## ACTIVITY
Each line from the one containing "usize, available: usize" through the final line of the records is to be repeated exactly, with no additions.

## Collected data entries
•••••

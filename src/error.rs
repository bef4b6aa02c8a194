use thiserror::Error;

#[derive(Error, Debug)]
pub enum QrsError {
    #[error("Invalid filter specification: {0}")]
    InvalidFilterSpec(String),

    #[error("Filter design failed: {0}")]
    FilterDesign(String),

    #[error("Signal too short: need at least {needed} samples, have {available}")]
    SignalTooShort { needed: usize, available: usize },

    #[error("Configuration error: {0}")]
    Config(String),

    #[error("I/O error: {0}")]
    Io(#[from] std::io::Error),

    #[error("Parse error on line {line}: {message}")]
    Parse { line: usize, message: String },
}

pub type Result<T> = std::result::Result<T, QrsError>;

•••••

## OUTPUT FOR THIS TASK
    SignalTooShort { needed: usize, available: usize },

    #[error("Configuration error: {0}")]
    Config(String),

    #[error("I/O error: {0}")]
    Io(#[from] std::io::Error),

    #[error("Parse error on line {line}: {message}")]
    Parse { line: usize, message: String },
}

pub type Result<T> = std::result::Result<T, QrsError>;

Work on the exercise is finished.